Otter
Otter copied to clipboard
how to generate labels for FUYU
In models / fuyu processing_fuyu.py , the method get labels , what is the purpose of special_token_id and how do I get it.
For example my input ids look like this.
"
The special_token_id is from Fuyu's design, it's a \x04
that use to separate Questions and Answers.
(if I remember correctly) Fuyu's template is: "{question}\n\x04{answer}\x04".
Our template is "User:{question} Assistant:\x04{answer}\x04".
We also use it to locate the answer's position since we need to mask the {answer} during training.
The code is here~
# src/otter_ai/models/fuyu/processing_fuyu.py
def get_labels(self, input_ids, special_token_id, masking_number=-100):
# Initialize labels tensor filled with masking_number
labels = torch.full_like(input_ids, masking_number)

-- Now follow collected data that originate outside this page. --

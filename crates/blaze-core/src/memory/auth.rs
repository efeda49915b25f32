//! In-memory email + password provider.
//!
//! Fails with the same message codes the hosted identity service uses
//! (`EMAIL_EXISTS`, `EMAIL_NOT_FOUND`, `INVALID_PASSWORD`), each with code 400.

use std::collections::HashMap;
use std::sync::{PoisonError, RwLock};

use async_trait::async_trait;
use blaze_api::{AuthError, UserCredential};
use uuid::Uuid;

use crate::traits::AuthProvider;

const BAD_REQUEST: i64 = 400;

#[derive(Debug, Clone)]
struct Account {
    uid: String,
    password: String,
}

#[derive(Debug, Default)]
struct AuthState {
    accounts: HashMap<String, Account>,
    current: Option<UserCredential>,
}

/// Accounts and the current session, held in memory.
#[derive(Debug, Default)]
pub struct MemoryAuth {
    state: RwLock<AuthState>,
}

impl MemoryAuth {
    pub fn new() -> Self {
        Self::default()
    }

    pub fn user_count(&self) -> usize {
        self.state
            .read()
            .unwrap_or_else(PoisonError::into_inner)
            .accounts
            .len()
    }

    fn credential(uid: &str, email: &str) -> UserCredential {
        UserCredential {
            id_token: Some(Uuid::new_v4().to_string()),
            refresh_token: Some(Uuid::new_v4().to_string()),
            expires_in: Some("3600".to_string()),
            ..UserCredential::new(uid, email)
        }
    }
}

#[async_trait]
impl AuthProvider for MemoryAuth {
    async fn sign_in(&self, email: &str, password: &str) -> Result<UserCredential, AuthError> {
        let mut state = self.state.write().unwrap_or_else(PoisonError::into_inner);
        let account = state
            .accounts
            .get(email)
            .ok_or_else(|| AuthError::with_code("EMAIL_NOT_FOUND", BAD_REQUEST))?;
        if account.password != password {
            return Err(AuthError::with_code("INVALID_PASSWORD", BAD_REQUEST));
        }

        let credential = Self::credential(&account.uid, email);
        state.current = Some(credential.clone());
        Ok(credential)
    }

    async fn sign_up(&self, email: &str, password: &str) -> Result<UserCredential, AuthError> {
        let mut state = self.state.write().unwrap_or_else(PoisonError::into_inner);
        if state.accounts.contains_key(email) {
            return Err(AuthError::with_code("EMAIL_EXISTS", BAD_REQUEST));
        }

        let uid = Uuid::new_v4().simple().to_string();
        state.accounts.insert(
            email.to_string(),
            Account {
                uid: uid.clone(),
                password: password.to_string(),
            },
        );

        let credential = Self::credential(&uid, email);
        state.current = Some(credential.clone());
        Ok(credential)
    }

    async fn sign_out(&self) -> Result<(), AuthError> {
        self.state
            .write()
            .unwrap_or_else(PoisonError::into_inner)
            .current = None;
        Ok(())
    }

    fn current_user(&self) -> Option<UserCredential> {
        self.state
            .read()
            .unwrap_or_else(PoisonError::into_inner)
            .current
            .clone()
    }

    async fn update_password(
        &self,
        user: &UserCredential,
        new_password: &str,
    ) -> Result<(), AuthError> {
        let mut state = self.state.write().unwrap_or_else(PoisonError::into_inner);
        let account = state
            .accounts
            .get_mut(&user.email)
            .filter(|account| account.uid == user.uid)
            .ok_or_else(|| AuthError::with_code("USER_NOT_FOUND", BAD_REQUEST))?;
        account.password = new_password.to_string();
        Ok(())
    }
}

# Iterate through each sequence in the batch
for i in range(input_ids.shape[0]):
seq = input_ids[i]
# Find the indices of the special_token_id
indices = (seq == special_token_id).nonzero(as_tuple=False).squeeze()
# Pair the indices and unmask the tokens between each pairt
paired_indices = indices.reshape(-1, 2)
for start, end in paired_indices:
labels[i, start + 1 : end + 1] = seq[start + 1 : end + 1]
return labels